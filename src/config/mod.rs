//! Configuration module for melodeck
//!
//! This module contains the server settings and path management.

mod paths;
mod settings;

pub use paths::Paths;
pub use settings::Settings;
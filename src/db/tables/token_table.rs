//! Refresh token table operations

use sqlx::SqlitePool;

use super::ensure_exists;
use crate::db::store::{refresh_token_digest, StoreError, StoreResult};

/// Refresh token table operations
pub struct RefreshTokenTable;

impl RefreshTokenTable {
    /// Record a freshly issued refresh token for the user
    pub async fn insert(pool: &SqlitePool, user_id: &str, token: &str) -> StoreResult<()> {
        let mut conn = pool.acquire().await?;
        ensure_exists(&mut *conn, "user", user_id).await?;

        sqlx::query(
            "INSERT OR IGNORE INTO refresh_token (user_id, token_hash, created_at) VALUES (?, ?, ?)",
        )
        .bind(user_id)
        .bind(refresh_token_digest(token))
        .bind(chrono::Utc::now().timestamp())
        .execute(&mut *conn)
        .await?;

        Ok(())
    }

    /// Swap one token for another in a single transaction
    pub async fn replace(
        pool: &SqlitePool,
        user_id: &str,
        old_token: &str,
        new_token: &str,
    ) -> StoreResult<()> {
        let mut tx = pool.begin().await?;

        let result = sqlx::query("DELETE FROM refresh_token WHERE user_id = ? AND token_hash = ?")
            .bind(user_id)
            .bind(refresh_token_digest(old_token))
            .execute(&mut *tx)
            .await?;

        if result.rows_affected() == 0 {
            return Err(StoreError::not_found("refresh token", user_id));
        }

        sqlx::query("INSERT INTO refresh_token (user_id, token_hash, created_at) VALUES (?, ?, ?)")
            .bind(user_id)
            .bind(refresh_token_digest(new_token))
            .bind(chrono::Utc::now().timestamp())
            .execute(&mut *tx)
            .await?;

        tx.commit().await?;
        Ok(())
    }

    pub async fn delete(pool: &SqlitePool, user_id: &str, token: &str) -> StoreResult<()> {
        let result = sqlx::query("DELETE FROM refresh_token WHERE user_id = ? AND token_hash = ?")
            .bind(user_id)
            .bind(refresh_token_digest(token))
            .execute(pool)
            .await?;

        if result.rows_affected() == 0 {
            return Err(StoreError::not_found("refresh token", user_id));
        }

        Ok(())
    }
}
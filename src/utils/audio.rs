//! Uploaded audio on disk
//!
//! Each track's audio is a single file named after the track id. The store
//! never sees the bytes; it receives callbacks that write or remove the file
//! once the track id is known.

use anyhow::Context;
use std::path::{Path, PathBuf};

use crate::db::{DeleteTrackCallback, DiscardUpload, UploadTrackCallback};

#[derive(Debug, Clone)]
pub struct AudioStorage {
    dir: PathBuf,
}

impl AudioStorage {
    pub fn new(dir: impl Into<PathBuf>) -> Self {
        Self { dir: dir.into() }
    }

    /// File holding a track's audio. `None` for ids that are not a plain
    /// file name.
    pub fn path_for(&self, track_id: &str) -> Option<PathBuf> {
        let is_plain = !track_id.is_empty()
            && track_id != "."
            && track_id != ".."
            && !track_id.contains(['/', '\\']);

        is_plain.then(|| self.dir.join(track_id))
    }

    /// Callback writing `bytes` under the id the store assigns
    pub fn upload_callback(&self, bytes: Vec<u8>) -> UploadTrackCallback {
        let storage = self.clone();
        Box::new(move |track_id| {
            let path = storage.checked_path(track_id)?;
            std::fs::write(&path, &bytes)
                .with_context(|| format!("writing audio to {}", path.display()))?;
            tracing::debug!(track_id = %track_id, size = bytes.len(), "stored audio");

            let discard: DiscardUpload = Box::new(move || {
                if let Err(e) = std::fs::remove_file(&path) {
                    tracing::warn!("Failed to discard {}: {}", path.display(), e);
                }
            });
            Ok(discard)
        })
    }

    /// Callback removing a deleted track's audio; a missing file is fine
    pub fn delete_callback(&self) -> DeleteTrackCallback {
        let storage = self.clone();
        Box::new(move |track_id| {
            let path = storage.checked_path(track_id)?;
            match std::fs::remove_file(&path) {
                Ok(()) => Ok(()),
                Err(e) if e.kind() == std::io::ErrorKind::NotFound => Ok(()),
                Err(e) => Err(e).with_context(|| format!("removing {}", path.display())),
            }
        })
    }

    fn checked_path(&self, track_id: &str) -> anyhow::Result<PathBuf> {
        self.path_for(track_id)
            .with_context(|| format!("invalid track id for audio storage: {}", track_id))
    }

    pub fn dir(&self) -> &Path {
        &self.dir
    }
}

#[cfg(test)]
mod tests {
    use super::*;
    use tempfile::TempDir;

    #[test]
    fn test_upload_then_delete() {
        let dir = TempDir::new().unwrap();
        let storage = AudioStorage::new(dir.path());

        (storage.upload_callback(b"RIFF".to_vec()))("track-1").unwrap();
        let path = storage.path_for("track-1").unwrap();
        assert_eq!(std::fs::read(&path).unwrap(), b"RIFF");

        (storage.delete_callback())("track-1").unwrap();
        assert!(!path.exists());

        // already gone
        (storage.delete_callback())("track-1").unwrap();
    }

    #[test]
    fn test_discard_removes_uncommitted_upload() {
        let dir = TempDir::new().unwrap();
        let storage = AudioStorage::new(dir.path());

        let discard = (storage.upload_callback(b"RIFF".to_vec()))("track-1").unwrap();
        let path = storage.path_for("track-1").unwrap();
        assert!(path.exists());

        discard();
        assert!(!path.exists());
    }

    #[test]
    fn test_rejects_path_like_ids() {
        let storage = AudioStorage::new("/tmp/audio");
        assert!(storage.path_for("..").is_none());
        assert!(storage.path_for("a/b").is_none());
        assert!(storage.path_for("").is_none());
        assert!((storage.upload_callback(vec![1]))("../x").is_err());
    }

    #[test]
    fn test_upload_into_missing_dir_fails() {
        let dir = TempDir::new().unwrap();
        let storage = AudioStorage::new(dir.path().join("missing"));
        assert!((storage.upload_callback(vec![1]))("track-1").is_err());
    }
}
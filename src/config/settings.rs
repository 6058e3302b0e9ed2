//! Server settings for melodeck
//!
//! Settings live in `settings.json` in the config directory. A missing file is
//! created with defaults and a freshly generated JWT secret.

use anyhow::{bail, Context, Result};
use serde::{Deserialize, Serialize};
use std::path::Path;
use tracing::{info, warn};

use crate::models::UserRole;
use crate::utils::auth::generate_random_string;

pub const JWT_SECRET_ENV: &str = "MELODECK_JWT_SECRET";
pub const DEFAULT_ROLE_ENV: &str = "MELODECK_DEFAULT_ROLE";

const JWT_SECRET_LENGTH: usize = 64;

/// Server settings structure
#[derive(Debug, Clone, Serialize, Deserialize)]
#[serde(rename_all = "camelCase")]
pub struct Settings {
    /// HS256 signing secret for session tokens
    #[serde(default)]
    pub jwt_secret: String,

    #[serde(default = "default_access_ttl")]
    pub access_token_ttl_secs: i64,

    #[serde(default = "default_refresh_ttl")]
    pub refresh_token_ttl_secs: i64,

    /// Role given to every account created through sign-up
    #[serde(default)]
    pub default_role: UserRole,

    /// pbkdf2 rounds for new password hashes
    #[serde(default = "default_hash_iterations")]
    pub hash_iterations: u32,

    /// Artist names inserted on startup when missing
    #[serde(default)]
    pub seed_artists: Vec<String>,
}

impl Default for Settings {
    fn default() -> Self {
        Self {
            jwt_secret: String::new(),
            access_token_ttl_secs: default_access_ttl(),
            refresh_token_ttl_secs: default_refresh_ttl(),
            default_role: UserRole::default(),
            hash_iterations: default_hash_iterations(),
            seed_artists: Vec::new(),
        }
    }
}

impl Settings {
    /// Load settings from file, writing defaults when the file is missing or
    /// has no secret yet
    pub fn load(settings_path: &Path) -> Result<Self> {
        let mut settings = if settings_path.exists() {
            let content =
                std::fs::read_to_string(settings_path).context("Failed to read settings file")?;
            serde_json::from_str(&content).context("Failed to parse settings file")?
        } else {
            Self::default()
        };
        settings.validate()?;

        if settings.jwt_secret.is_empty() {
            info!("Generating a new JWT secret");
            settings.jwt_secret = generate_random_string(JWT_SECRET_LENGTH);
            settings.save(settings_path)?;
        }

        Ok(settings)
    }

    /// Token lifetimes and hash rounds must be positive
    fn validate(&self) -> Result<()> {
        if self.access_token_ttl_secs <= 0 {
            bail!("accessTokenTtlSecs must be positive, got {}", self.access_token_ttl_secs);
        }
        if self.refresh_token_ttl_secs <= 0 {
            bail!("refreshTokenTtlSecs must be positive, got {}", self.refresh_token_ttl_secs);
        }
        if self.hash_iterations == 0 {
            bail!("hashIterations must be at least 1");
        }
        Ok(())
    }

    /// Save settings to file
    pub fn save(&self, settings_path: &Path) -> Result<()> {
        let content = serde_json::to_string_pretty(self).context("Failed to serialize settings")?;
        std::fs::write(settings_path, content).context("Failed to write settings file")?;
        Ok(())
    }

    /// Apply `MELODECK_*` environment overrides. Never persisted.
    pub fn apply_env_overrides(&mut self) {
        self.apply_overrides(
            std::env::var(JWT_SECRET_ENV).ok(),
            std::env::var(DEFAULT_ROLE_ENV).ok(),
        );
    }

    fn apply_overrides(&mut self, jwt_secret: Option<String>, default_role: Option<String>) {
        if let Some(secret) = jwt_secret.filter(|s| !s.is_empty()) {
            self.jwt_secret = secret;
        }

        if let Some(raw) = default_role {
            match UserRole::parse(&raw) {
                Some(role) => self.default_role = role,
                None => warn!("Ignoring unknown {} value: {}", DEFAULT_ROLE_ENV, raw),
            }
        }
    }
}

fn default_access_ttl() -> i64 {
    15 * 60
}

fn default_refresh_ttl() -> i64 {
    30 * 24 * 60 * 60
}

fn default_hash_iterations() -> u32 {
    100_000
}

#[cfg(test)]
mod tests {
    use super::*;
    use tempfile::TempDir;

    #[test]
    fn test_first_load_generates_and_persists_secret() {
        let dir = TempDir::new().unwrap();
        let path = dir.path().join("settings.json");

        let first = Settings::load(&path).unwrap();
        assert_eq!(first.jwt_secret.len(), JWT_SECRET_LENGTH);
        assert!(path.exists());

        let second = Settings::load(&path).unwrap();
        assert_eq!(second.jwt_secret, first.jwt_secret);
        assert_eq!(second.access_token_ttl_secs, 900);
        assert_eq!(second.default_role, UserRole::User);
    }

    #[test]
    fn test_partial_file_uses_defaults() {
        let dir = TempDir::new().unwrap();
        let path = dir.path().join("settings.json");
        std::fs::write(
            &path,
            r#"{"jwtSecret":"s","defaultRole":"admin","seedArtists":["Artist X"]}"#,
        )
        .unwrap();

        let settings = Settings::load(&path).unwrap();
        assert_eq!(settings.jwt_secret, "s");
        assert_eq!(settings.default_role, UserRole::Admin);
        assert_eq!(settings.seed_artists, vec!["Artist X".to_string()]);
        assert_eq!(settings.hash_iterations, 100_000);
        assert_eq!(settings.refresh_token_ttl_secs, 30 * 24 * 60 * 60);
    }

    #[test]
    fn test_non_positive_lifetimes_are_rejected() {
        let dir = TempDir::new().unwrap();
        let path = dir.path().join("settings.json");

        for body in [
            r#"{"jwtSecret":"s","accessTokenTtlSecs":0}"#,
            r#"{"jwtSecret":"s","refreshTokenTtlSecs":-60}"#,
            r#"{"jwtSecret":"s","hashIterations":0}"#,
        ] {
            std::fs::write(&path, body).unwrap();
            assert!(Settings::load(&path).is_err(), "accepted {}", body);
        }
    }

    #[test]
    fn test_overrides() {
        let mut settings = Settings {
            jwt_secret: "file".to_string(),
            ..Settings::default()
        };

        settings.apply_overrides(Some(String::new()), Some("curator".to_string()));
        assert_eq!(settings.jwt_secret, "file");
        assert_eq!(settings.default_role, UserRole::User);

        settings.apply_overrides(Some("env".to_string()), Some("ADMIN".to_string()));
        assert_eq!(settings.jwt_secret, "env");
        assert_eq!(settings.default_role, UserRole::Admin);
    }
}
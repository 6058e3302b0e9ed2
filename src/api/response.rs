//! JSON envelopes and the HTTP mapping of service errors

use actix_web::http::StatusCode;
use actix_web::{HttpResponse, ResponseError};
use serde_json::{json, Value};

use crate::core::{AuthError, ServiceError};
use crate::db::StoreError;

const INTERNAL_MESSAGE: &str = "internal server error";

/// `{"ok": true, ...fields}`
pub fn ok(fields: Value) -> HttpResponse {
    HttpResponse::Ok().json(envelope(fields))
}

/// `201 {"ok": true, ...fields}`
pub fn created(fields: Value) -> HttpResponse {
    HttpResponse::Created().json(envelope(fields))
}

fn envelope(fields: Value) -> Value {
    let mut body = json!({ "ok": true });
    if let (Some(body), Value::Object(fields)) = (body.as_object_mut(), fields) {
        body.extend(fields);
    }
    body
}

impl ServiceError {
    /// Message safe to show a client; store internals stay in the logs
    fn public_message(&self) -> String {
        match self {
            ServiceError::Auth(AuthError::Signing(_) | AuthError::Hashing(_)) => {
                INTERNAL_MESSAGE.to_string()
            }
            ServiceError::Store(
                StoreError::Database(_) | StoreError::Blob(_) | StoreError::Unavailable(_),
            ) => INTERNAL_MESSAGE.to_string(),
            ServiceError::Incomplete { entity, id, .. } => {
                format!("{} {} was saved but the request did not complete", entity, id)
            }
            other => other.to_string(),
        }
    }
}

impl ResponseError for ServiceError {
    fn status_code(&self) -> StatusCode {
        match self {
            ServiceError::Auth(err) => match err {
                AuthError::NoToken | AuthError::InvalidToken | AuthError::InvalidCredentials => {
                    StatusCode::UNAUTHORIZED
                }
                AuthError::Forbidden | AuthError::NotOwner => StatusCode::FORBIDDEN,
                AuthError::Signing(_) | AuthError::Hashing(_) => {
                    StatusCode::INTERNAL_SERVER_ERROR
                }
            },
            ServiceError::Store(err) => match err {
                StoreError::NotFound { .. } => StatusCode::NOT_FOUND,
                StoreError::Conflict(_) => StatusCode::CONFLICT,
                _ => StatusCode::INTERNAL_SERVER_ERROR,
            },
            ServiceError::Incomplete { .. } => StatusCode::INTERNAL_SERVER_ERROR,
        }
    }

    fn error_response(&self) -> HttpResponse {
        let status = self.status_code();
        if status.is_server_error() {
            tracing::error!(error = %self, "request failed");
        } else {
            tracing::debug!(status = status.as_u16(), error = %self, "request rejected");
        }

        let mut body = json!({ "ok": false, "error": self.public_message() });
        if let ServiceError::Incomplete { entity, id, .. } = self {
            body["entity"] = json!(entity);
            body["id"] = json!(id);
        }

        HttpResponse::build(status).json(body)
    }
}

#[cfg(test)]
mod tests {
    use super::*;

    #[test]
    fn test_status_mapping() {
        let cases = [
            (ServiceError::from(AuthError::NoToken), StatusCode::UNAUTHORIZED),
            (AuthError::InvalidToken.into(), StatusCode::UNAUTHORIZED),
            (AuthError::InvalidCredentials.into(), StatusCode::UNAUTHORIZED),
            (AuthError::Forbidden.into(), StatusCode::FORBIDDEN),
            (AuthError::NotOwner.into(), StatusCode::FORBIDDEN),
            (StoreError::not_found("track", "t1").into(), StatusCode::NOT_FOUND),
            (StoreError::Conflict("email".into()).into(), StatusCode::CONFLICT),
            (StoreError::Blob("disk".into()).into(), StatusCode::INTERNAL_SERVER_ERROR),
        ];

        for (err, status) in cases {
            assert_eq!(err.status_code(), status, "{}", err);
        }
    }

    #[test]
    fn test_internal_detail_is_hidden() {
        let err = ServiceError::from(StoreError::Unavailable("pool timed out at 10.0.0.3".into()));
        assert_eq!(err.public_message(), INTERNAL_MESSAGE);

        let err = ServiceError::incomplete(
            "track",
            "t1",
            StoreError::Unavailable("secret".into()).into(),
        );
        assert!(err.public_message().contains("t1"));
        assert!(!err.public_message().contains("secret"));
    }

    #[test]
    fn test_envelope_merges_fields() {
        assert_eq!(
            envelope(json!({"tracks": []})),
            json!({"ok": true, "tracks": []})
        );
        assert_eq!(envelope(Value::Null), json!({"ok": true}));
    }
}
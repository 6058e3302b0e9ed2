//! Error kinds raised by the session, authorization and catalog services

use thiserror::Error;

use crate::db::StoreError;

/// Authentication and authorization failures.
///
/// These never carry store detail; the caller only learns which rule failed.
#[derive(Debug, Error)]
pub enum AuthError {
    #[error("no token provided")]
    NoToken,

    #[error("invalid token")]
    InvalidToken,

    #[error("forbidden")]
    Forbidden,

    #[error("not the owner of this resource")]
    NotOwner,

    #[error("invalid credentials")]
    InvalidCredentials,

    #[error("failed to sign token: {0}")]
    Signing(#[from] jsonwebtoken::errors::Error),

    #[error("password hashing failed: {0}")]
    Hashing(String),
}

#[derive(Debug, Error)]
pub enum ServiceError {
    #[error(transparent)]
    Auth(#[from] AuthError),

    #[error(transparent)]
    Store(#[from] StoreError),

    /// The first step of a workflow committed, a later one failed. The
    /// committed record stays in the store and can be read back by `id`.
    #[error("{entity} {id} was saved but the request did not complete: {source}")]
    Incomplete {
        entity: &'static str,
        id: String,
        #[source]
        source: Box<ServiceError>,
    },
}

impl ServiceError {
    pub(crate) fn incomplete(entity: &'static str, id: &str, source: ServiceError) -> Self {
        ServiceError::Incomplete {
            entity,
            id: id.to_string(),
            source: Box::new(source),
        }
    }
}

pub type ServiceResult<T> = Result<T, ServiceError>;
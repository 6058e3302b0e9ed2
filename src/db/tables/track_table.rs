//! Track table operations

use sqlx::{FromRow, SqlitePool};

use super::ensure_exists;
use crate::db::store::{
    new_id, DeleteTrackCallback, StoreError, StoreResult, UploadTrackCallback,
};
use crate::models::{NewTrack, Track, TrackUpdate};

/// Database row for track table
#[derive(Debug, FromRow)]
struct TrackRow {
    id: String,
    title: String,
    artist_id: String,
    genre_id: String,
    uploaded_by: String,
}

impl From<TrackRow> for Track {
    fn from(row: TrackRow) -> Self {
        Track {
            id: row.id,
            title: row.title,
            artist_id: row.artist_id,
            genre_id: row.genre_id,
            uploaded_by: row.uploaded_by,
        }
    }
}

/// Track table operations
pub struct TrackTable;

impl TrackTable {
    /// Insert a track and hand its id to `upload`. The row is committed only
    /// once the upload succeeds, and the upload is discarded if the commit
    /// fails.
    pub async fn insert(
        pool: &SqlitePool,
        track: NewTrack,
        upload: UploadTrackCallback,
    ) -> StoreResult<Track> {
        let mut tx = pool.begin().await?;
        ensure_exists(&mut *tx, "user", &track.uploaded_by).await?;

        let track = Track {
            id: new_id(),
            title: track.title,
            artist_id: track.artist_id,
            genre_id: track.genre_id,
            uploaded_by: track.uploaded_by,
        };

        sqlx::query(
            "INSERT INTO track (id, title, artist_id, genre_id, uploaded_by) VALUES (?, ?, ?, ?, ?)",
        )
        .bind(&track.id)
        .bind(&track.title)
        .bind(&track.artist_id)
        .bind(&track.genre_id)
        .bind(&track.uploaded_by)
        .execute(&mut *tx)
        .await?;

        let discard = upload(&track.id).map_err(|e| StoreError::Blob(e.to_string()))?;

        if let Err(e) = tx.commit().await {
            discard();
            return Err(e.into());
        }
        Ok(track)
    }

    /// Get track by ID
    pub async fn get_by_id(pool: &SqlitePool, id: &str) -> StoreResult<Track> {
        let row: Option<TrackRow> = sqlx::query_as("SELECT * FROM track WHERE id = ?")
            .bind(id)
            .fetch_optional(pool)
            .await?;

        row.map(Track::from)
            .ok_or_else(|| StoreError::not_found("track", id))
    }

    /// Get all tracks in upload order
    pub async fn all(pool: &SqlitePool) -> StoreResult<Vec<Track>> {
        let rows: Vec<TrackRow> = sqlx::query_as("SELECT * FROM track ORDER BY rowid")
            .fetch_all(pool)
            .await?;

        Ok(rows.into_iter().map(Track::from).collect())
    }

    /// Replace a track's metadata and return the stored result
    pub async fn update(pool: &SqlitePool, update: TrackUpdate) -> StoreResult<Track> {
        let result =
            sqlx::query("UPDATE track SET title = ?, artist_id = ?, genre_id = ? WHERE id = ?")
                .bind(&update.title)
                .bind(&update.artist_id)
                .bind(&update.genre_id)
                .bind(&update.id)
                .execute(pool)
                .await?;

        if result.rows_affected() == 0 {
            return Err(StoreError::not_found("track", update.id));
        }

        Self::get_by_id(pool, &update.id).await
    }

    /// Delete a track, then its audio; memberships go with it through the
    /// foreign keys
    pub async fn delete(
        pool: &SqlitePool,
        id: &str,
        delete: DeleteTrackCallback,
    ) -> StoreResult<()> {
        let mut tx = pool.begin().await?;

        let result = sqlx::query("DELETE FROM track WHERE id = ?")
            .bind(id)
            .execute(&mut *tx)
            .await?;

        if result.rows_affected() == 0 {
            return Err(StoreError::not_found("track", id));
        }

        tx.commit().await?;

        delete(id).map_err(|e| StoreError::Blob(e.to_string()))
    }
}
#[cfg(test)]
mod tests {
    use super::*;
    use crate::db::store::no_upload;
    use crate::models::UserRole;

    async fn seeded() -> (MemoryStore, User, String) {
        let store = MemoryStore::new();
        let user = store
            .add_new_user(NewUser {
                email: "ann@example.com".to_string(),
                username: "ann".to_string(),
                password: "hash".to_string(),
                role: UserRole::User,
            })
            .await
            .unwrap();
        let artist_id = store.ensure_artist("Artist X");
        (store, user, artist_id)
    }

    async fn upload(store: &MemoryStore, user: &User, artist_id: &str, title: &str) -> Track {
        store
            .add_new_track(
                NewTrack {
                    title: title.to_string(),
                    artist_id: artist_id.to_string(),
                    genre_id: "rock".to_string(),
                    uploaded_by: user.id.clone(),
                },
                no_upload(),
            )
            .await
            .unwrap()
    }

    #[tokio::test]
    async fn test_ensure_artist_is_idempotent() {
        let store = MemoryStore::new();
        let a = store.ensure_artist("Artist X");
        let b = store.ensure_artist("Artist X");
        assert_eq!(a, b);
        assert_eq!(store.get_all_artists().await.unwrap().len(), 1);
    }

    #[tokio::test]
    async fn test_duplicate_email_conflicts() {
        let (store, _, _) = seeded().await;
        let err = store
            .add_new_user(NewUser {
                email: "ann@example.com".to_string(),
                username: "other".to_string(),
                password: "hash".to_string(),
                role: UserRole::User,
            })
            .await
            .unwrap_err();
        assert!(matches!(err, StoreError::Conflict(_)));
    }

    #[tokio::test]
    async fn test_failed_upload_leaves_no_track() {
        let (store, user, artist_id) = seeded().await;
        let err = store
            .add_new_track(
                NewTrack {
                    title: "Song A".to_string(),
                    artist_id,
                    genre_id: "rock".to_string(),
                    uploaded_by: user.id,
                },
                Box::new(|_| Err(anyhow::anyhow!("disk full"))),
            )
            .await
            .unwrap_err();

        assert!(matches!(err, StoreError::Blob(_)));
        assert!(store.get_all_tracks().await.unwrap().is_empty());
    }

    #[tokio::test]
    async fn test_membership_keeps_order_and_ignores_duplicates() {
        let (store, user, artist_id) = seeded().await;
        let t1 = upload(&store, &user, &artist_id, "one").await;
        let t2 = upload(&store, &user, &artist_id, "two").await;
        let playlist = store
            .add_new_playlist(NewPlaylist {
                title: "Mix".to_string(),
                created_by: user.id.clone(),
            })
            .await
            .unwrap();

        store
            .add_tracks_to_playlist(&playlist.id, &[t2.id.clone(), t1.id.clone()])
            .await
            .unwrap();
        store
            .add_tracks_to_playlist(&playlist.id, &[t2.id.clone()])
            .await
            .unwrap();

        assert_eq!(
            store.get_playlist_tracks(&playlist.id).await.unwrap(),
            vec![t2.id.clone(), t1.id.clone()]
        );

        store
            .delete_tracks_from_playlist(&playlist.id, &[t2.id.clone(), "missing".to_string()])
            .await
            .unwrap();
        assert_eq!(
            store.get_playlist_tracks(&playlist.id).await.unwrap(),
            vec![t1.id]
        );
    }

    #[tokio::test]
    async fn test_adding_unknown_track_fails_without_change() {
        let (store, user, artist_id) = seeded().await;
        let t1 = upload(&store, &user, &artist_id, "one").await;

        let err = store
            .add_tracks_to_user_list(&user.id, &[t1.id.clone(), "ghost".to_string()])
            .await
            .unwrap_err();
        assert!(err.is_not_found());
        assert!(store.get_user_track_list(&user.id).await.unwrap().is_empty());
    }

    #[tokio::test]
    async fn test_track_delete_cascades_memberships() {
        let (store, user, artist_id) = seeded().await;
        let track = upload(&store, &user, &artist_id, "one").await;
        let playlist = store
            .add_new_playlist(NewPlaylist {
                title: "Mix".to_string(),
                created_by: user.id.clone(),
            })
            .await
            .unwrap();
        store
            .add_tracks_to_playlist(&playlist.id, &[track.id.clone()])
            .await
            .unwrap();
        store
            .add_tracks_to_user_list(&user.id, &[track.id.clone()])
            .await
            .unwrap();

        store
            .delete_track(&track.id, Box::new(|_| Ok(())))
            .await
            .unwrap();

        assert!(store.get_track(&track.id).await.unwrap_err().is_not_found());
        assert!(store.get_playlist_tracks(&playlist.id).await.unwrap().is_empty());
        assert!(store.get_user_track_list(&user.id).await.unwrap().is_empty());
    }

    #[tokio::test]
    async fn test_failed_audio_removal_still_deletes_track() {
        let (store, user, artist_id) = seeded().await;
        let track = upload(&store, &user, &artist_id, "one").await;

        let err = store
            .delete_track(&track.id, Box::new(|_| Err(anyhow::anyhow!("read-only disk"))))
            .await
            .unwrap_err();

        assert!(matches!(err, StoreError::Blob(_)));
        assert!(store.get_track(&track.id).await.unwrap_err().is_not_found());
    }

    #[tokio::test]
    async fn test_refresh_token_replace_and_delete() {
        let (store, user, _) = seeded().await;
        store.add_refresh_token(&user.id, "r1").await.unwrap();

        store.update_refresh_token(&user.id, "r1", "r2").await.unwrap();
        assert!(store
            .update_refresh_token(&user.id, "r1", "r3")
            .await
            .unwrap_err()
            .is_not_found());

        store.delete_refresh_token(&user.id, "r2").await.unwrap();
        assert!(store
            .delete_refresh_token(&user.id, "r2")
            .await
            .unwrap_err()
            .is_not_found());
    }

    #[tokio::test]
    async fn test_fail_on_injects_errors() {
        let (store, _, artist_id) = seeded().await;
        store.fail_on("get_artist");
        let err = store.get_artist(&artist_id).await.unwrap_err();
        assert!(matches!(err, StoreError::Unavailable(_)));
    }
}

::::

INSTRUCTIONS FOR THE TASK: When the word "single" shows up in a line of the entries, report that line.

SOLUTION BELOW:
    /// Swap one token for another in a single transaction
//! Each track's audio is a single file named after the track id. The store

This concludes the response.